The Little Sisters set an example for us all, refusing to back down in the face of government pressure. They were determined to serve the elderly poor without lending support or endorsement to abortion. They correctly understood that the assault on their freedom was an assault on the sanctity of human life. 

Is this really why government exists? To harass and intimidate nuns who are simply living out their faith and serving the poor? It’s hard to believe, but there are people in government who get up in the morning and say, “I’m going to punish a Catholic ministry today! I’m going to scare nuns and force them to pay for abortions!”

I mean, such a person would have to be a mustache-twirling villain of the Snidely Whiplash variety, right? 

Well, meet one of the persecutors of the Little Sisters of the Poor—namely, President Joe Biden’s secretary of health and human services, Xavier Becerra. In November 2017, after the Little Sisters had already prevailed once in the Supreme Court, it was Becerra [then the state attorney general] who made the decision for California to sue again in federal court to take away the nuns’ religious exemption. He lost that case in 2020—but the following year, Biden tapped Becerra to lead the Department of Health and Human Services, the very agency he had unsuccessfully sued in 2017. 

In February, Becerra was in a Senate confirmation hearing for the Biden Cabinet post, trying to explain away his relentless pursuit of the Little Sisters of the Poor. Sen. John Thune, R-S.D., said to him, “It does seem like, as attorney general, you spent an inordinate amount of time and effort suing pro-life organizations, like Little Sisters of the Poor, or trying to ease restrictions or expand abortion.” 

Apparently realizing how bad his pursuit of the Little Sisters looked, Becerra replied, “I have never sued the nuns, any nuns. I’ve never sued any affiliation of nuns, and my actions have always been directed at the federal agencies.” 
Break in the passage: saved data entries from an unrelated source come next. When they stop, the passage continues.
//! Infrastructure layer: audit storage, the update manager, host hook
//! dispatch, history screen read side and configuration.

pub mod config;
pub mod manager;
pub mod report;
pub mod store;
pub mod tracker;


pub use config::{ConfigError, TrackerConfig};
pub use manager::UpdateManager;
pub use report::{ConfiguredOrders, ExternalPoLinks, HistoryReport, HistoryScreen};
pub use store::{AuditFilter, AuditPage, AuditStore, InMemoryAuditStore, Pagination, PersistenceError, PostgresAuditStore};
pub use tracker::{CaptureSession, EditSession, InventoryTracker};
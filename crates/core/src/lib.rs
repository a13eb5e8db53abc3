//! `invtrack-core`: audit domain building blocks.
//!
//! This crate contains **pure domain** primitives (no infrastructure concerns):
//! identifiers, the error model, stock snapshots and the capability traits the
//! audit core uses to read host catalog/order/session state.

pub mod error;
pub mod host;
pub mod id;
pub mod memory;
pub mod snapshot;

pub use error::{AuditError, AuditResult};
pub use host::{ActorContext, Catalog, OrderContext, OrderLine, ProductSnapshotSource};
pub use id::{OrderId, ProductId, RecordId, UserId};
pub use snapshot::{ProductRef, StockSnapshot};
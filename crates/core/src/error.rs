//! Domain error model.

use thiserror::Error;

/// Result type used across the audit domain.
pub type AuditResult<T> = Result<T, AuditError>;

/// Domain-level error.
///
/// Deterministic failures detected while turning host state into audit
/// records. Storage failures live in the infra layer (`PersistenceError`).
#[derive(Debug, Error, Clone, PartialEq, Eq)]
pub enum AuditError {
    /// A tracking-enabled snapshot carried no usable integer quantity.
    #[error("invalid stock snapshot: {0}")]
    InvalidSnapshot(String),

    /// A record had neither a before nor an after stock level.
    #[error("missing attribution: {0}")]
    MissingAttribution(String),

    /// A value failed validation (e.g. malformed input).
    #[error("validation failed: {0}")]
    Validation(String),

    /// An identifier was invalid (e.g. parse failure).
    #[error("invalid identifier: {0}")]
    InvalidId(String),
}

impl AuditError {
    pub fn invalid_snapshot(msg: impl Into<String>) -> Self {
        Self::InvalidSnapshot(msg.into())
    }

    pub fn missing_attribution(msg: impl Into<String>) -> Self {
        Self::MissingAttribution(msg.into())
    }

    pub fn validation(msg: impl Into<String>) -> Self {
        Self::Validation(msg.into())
    }

    pub fn invalid_id(msg: impl Into<String>) -> Self {
        Self::InvalidId(msg.into())
    }
}
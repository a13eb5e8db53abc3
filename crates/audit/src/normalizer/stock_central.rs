//! External stock-central bulk edit: a batch of product id → proposed meta.

use serde::{Deserialize, Serialize};

use invtrack_core::{ActorContext, Catalog, ProductId, ProductSnapshotSource};

use super::NormalizedBatch;
use crate::cache::SnapshotCache;
use crate::differ;
use crate::notes;
use crate::record::{AuditRecordBuilder, Reason};

/// One entry of a stock-central save.
#[derive(Debug, Clone, PartialEq, Eq, Serialize, Deserialize)]
pub struct ProposedStock {
    pub product_id: ProductId,
    /// Stock value typed into the grid, as submitted. Absent when only other meta changed.
    pub stock: Option<String>,
}

/// Before-hook: capture every product in the batch.
pub fn capture_stock_central<C>(batch: &[ProposedStock], catalog: &C, cache: &mut SnapshotCache) -> usize
where
    C: Catalog + ?Sized,
{
    batch
        .iter()
        .filter(|entry| cache.capture_from(catalog, entry.product_id))
        .count()
}

/// After-hook: the batch was written; diff each product against its capture.
pub fn stock_central_applied<C, A>(
    batch: &[ProposedStock],
    catalog: &C,
    cache: &mut SnapshotCache,
    actor: &A,
) -> NormalizedBatch
where
    C: Catalog + ?Sized,
    A: ActorContext + ?Sized,
{
    let mut out = NormalizedBatch::default();

    for entry in batch {
        let id = entry.product_id;
        let Some(captured) = cache.take(id) else {
            out.skipped.push(id);
            continue;
        };
        let Some(product) = catalog.get_product(id) else {
            out.skipped.push(id);
            continue;
        };

        let identity = product.product_ref();
        let delta = match differ::diff(&product.stock_snapshot(), &captured.snapshot, &identity) {
            Ok(Some(delta)) => delta,
            Ok(None) => continue,
            Err(err) => {
                out.rejected.push((id, err));
                continue;
            }
        };

        let mut builder = AuditRecordBuilder::from_delta(delta)
            .reason(Reason::ExternalStockCentral)
            .user(actor.current_user_id());
        if let Some(proposed) = entry.stock.as_deref() {
            builder = builder.notes(notes::stock_central(identity.sku_label(), proposed));
        }

        match builder.build() {
            Ok(record) => out.records.push(record),
            Err(err) => out.rejected.push((id, err)),
        }
    }

    out
}

#[cfg(test)]
mod tests {
    use super::*;
    use invtrack_core::memory::{CatalogProduct, InMemoryCatalog, StaticActor};
    use invtrack_core::{StockSnapshot, UserId};

    #[test]
    fn grid_save_records_changed_products_only() {
        let catalog = InMemoryCatalog::with_products([
            CatalogProduct::tracked(ProductId::new(1), "A", 10),
            CatalogProduct::tracked(ProductId::new(2), "B", 10),
        ]);
        let batch = vec![
            ProposedStock {
                product_id: ProductId::new(1),
                stock: Some("4".to_string()),
            },
            ProposedStock {
                product_id: ProductId::new(2),
                stock: Some("10".to_string()),
            },
        ];

        let mut cache = SnapshotCache::new("stock-central");
        assert_eq!(capture_stock_central(&batch, &catalog, &mut cache), 2);
        catalog.set_stock(ProductId::new(1), StockSnapshot::tracked(4));

        let out = stock_central_applied(&batch, &catalog, &mut cache, &StaticActor::admin(UserId::new(3)));
        assert_eq!(out.records.len(), 1);
        let record = &out.records[0];
        assert_eq!(record.reason(), Some("External Stock Central Edit"));
        assert_eq!(record.stock_change(), Some(-6));
        assert_eq!(record.notes(), Some("Stock for A was set to 4 in Stock Central"));
        assert!(cache.is_empty());
    }

    #[test]
    fn tracking_toggle_without_proposed_stock_keeps_differ_note() {
        let catalog = InMemoryCatalog::with_products([CatalogProduct::untracked(ProductId::new(1), "A")]);
        let batch = vec![ProposedStock {
            product_id: ProductId::new(1),
            stock: None,
        }];

        let mut cache = SnapshotCache::new("stock-central");
        capture_stock_central(&batch, &catalog, &mut cache);
        catalog.set_stock(ProductId::new(1), StockSnapshot::tracked(8));

        let out = stock_central_applied(&batch, &catalog, &mut cache, &StaticActor::admin(UserId::new(3)));
        assert_eq!(out.records[0].notes(), Some("stock tracking enabled for A"));
        assert_eq!(out.records[0].stock_after(), Some(8));
    }

    #[test]
    fn product_deleted_mid_save_is_skipped_and_its_snapshot_consumed() {
        let catalog = InMemoryCatalog::with_products([CatalogProduct::tracked(ProductId::new(1), "A", 10)]);
        let batch = vec![ProposedStock {
            product_id: ProductId::new(1),
            stock: Some("3".to_string()),
        }];

        let mut cache = SnapshotCache::new("stock-central");
        capture_stock_central(&batch, &catalog, &mut cache);
        catalog.remove(ProductId::new(1));

        let out = stock_central_applied(&batch, &catalog, &mut cache, &StaticActor::admin(UserId::new(3)));
        assert!(out.records.is_empty());
        assert_eq!(out.skipped, vec![ProductId::new(1)]);
        assert!(cache.is_empty());
    }
}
It’s a flimsy alibi. Becerra did, in fact, sue to force a religious order of nuns to pay for Obamacare’s contraceptive and abortifacient mandates. Moreover, the case is named State of California v. Little Sisters of the Poor. It doesn’t get any plainer than that. Had Becerra won his case, the Little Sisters would have lost millions of dollars, along with their First Amendment rights. Becerra pursued the nuns in court for three years. 

Despite his evasive testimony, Becerra did sue nuns, an act of cold-hearted villainy that would have done Snidely Whiplash proud. As Sen. Tom Cotton, R-Ark., tweeted on Feb. 24, “Xavier Becerra is now claiming he didn’t sue nuns because he wants to get confirmed. But Becerra did sue nuns. He repeatedly harassed the Little Sisters of the Poor. That’s why he should be rejected by the Senate.”  

In selecting Becerra to head HHS, Biden signaled his intention to move America to the extreme edge of pro-abortion policy. No American politician has ever demonstrated more enthusiasm for unrestricted abortion than Becerra.